USCIS Challenges to Address the Affirmative Asylum Backlog. The USCIS Asylum Division oversees the affirmative asylum application process and conducts all fear screenings for individuals apprehended at the U.S. border who are subject to expedited removal proceedings. Since 2014, fear screenings at the Southern border and affirmative asylum receipts have adversely impacted the USCIS Asylum Division. USCIS has managed these obligations through staffing adjustments, policy updates and proposed regulations. Despite many efforts, the affirmative asylum backlog remains above 350,000 as of the publication of this Report. USCIS could publish processing times for long-pending asylum applications and could triage pending applications to determine ineligible cases that may be removed from the queue.
Foreign Students and Regulating Optional Practical Training. Foreign students in the United States have options to pursue non-academic learning activities, including temporary employment through Optional Practical Training (OPT). This article conducts a risk analysis of the OPT program by examining three areas: threat, vulnerability and consequence. The risk assessment raises concerns about vulnerabilities in the program that may be exploited by foreign governments with interests adverse to those of the United States.
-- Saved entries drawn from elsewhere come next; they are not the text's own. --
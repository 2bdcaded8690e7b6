//! Planar rotation and reflection utilities, and the `Piece` placement
//! candidate.
//!
//! A square layout has 8 possible orientations in the plane (the dihedral
//! group of the square): the 4 rotations plus the mirror image of each.
//! Symmetric shapes collapse to fewer distinct layouts.

use rustc_hash::FxHashSet;

use crate::shapes::{Shape, ShapeKind};
use crate::UnanchoredError;

/// A board coordinate as a (row, col) pair. The top-left cell is (0, 0).
pub type Point = (i32, i32);

/// All 8 orientation-producing transforms for a planar shape.
///
/// Organized as the 4 rotations of the identity followed by the 4 rotations
/// of the horizontal mirror. The rotation formulas match the in-place
/// `Piece::rotate_left` / `Piece::rotate_right` transforms.
pub const TRANSFORMS: [fn(Point) -> Point; 8] = [
    // rotations of the identity
    |(r, c)| (r, c),   // 0 degrees
    |(r, c)| (-c, r),  // 90 degrees counterclockwise
    |(r, c)| (-r, -c), // 180 degrees
    |(r, c)| (c, -r),  // 270 degrees counterclockwise
    // rotations of the horizontal mirror
    |(r, c)| (r, -c),
    |(r, c)| (c, r),
    |(r, c)| (-r, c),
    |(r, c)| (-c, -r),
];

/// Generates all distinct orientations of a square layout.
///
/// Applies all 8 transforms, normalizes each result so the minimum row and
/// column are zero, then removes duplicates. Symmetric shapes produce
/// 1, 2 or 4 orientations instead of 8.
pub fn all_orientations(offsets: &[Point]) -> Vec<Vec<Point>> {
    let mut orientations: Vec<Vec<Point>> = TRANSFORMS
        .iter()
        .map(|transform| {
            let transformed: Vec<Point> = offsets.iter().map(|&p| transform(p)).collect();
            normalize_to_origin(transformed)
        })
        .collect();

    // symmetric shapes produce duplicate layouts
    orientations.sort();
    orientations.dedup();
    orientations
}

/// Translates offsets so the minimum row and column are both zero, and
/// sorts them so equal layouts compare equal.
fn normalize_to_origin(mut offsets: Vec<Point>) -> Vec<Point> {
    let min_row = offsets.iter().map(|&(r, _)| r).min().unwrap_or(0);
    let min_col = offsets.iter().map(|&(_, c)| c).min().unwrap_or(0);

    for (r, c) in &mut offsets {
        *r -= min_row;
        *c -= min_col;
    }

    offsets.sort_unstable();
    offsets
}

/// The four orthogonally adjacent points of every square, excluding the
/// squares themselves.
pub(crate) fn cardinal_neighbors_of(squares: &[Point]) -> FxHashSet<Point> {
    let own: FxHashSet<Point> = squares.iter().copied().collect();
    let mut neighbors = FxHashSet::default();

    for &(r, c) in squares {
        for candidate in [(r - 1, c), (r + 1, c), (r, c - 1), (r, c + 1)] {
            if !own.contains(&candidate) {
                neighbors.insert(candidate);
            }
        }
    }

    neighbors
}

/// The four diagonally adjacent points of every square, excluding the
/// squares themselves and any point that is already a cardinal neighbor.
pub(crate) fn intercardinal_neighbors_of(squares: &[Point]) -> FxHashSet<Point> {
    let own: FxHashSet<Point> = squares.iter().copied().collect();
    let cardinal = cardinal_neighbors_of(squares);
    let mut neighbors = FxHashSet::default();

    for &(r, c) in squares {
        for candidate in [(r - 1, c - 1), (r - 1, c + 1), (r + 1, c - 1), (r + 1, c + 1)] {
            if !own.contains(&candidate) && !cardinal.contains(&candidate) {
                neighbors.insert(candidate);
            }
        }
    }

    neighbors
}

/// A transient placement candidate: a shape kind, a current orientation,
/// and an optional anchor position on the board.
///
/// Pieces are created by callers (cursors, bots, move enumeration) and
/// never stored inside the game engine; only the outcome of a legal
/// placement persists in the grid. Offsets are kept sorted so the derived
/// equality and hashing compare orientations as sets.
#[derive(Debug, Clone, PartialEq, Eq, Hash)]
pub struct Piece {
    kind: ShapeKind,
    offsets: Vec<Point>,
    anchor: Option<Point>,
}

impl Piece {
    /// Creates an unanchored piece in the shape's canonical orientation.
    pub fn new(shape: &Shape) -> Self {
        Piece {
            kind: shape.kind(),
            offsets: shape.offsets().to_vec(),
            anchor: None,
        }
    }

    /// Creates an anchored piece in a specific orientation.
    ///
    /// `offsets` must already be normalized and sorted, as produced by
    /// [`all_orientations`].
    pub(crate) fn from_orientation(kind: ShapeKind, offsets: Vec<Point>, anchor: Point) -> Self {
        Piece {
            kind,
            offsets,
            anchor: Some(anchor),
        }
    }

    /// The shape kind this piece places.
    pub fn kind(&self) -> ShapeKind {
        self.kind
    }

    /// The current orientation's offsets, relative to the anchor.
    pub fn offsets(&self) -> &[Point] {
        &self.offsets
    }

    /// Number of squares in the piece.
    pub fn size(&self) -> usize {
        self.offsets.len()
    }

    /// The anchor position, if one has been set.
    pub fn anchor(&self) -> Option<Point> {
        self.anchor
    }

    /// Fixes the piece's position on the board.
    ///
    /// Bounds and collisions are the game engine's responsibility; any
    /// point is accepted here.
    pub fn set_anchor(&mut self, anchor: Point) {
        self.anchor = Some(anchor);
    }

    /// Rotates the orientation 90 degrees counterclockwise around the
    /// anchor, preserving the anchor itself.
    pub fn rotate_left(&mut self) {
        self.transform(|(r, c)| (-c, r));
    }

    /// Rotates the orientation 90 degrees clockwise around the anchor,
    /// preserving the anchor itself.
    pub fn rotate_right(&mut self) {
        self.transform(|(r, c)| (c, -r));
    }

    /// Mirrors the orientation across the vertical axis through the anchor.
    pub fn flip_horizontally(&mut self) {
        self.transform(|(r, c)| (r, -c));
    }

    fn transform(&mut self, f: fn(Point) -> Point) {
        for offset in &mut self.offsets {
            *offset = f(*offset);
        }
        self.offsets.sort_unstable();
    }

    /// Absolute board coordinates of every square: anchor plus offsets.
    pub fn squares(&self) -> Result<Vec<Point>, UnanchoredError> {
        let (anchor_row, anchor_col) = self.anchor.ok_or(UnanchoredError)?;
        Ok(self
            .offsets
            .iter()
            .map(|&(r, c)| (anchor_row + r, anchor_col + c))
            .collect())
    }

    /// Orthogonally adjacent points of the piece's squares, excluding the
    /// squares themselves.
    pub fn cardinal_neighbors(&self) -> Result<FxHashSet<Point>, UnanchoredError> {
        Ok(cardinal_neighbors_of(&self.squares()?))
    }

    /// Diagonally adjacent points of the piece's squares, excluding the
    /// squares themselves and their cardinal neighbors.
    pub fn intercardinal_neighbors(&self) -> Result<FxHashSet<Point>, UnanchoredError> {
        Ok(intercardinal_neighbors_of(&self.squares()?))
    }
}
//! Naive bot strategies and the simulation game loop.
//!
//! A strategy is a pure selection function over the engine's enumerated
//! legal moves; returning no piece means the bot retires. Bots own no
//! state beyond a reference to the game.

use clap::ValueEnum;
use rand::seq::IteratorRandom;
use rand::Rng;
use rustc_hash::FxHashSet;

use crate::game::Game;
use crate::geometry::Piece;
use crate::PlacementError;

/// Move-selection policies for bot players.
#[derive(Debug, Clone, Copy, PartialEq, Eq, ValueEnum)]
pub enum Strategy {
    /// Always place the fewest-square piece available.
    Smallest,
    /// Always place the most-square piece available.
    Largest,
    /// Place a uniformly random legal piece.
    Random,
}

impl Strategy {
    /// Picks a move from the enumerated legal placements.
    ///
    /// Returns `None` when no move exists, which the game loop treats as a
    /// retirement. `Smallest` and `Largest` break ties deterministically by
    /// anchor and orientation so seeded simulations are reproducible.
    pub fn choose<R: Rng>(self, moves: &FxHashSet<Piece>, rng: &mut R) -> Option<Piece> {
        match self {
            Strategy::Smallest => moves
                .iter()
                .min_by_key(|p| (p.size(), p.anchor(), p.offsets().to_vec()))
                .cloned(),
            Strategy::Largest => moves
                .iter()
                .max_by_key(|p| (p.size(), std::cmp::Reverse((p.anchor(), p.offsets().to_vec()))))
                .cloned(),
            Strategy::Random => moves.iter().choose(rng).cloned(),
        }
    }
}

/// Plays one game to completion and returns the winning player ids.
///
/// Strategies are assigned per player id; when fewer strategies than
/// players are given they cycle.
pub fn play_game<R: Rng>(
    game: &mut Game,
    strategies: &[Strategy],
    rng: &mut R,
) -> Result<Vec<u8>, PlacementError> {
    while !game.game_over() {
        let player = game.curr_player();
        let strategy = strategies[(player as usize - 1) % strategies.len()];
        let moves = game.available_moves();

        match strategy.choose(&moves, rng) {
            Some(piece) => {
                // enumerated moves are legal; a false here would mean the
                // piece went stale, so retire rather than loop forever
                if !game.maybe_place(&piece)? {
                    game.retire();
                }
            }
            None => {
                log::debug!("player {player} has no legal moves and retires");
                game.retire();
            }
        }
    }

    Ok(game.winners().unwrap_or_default())
}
Spotlight on the DHS IDII. DHS has had a longstanding challenge with collecting, storing, sharing, and analyzing immigration data. To address these issues, in September 2016, the Department launched the Immigration Data Integration Initiative (IDII). As the IDII nears its four-year anniversary, it is working closely with newly-appointed DHS and Component Chief Data Officers (CDO) to begin implementing immigration data standards, collaborating with U.S. Customs and Border Protection’s (CBP’s) Unified Immigration Portal (UIP) team to improve enterprise-wide access to standardized data, and delivering authoritative statistical Immigration Data as a Service (ImmDaaS) to internal and external stakeholders.
A Follow-up Review of USCIS’ InfoMod. While the initiation of the Information Services Modernization (InfoMod) initiative was somewhat bumpy, both program times and response times have improved since its nationwide expansion. Data from 2019 seems to indicate InfoMod has met its stated goal to free up adjudication resources by steering inquirers to the self-help tools available through a variety of media, although it is unclear how those resources have benefited adjudication times. Stakeholders continue to report dissatisfaction with the program, citing wait times to speak to a representative and a lack of knowledge among the initial representatives encountered. The InfoMod program will continue to be on the front lines as USCIS returns to in-person operations at its field offices in the wake of COVID-19.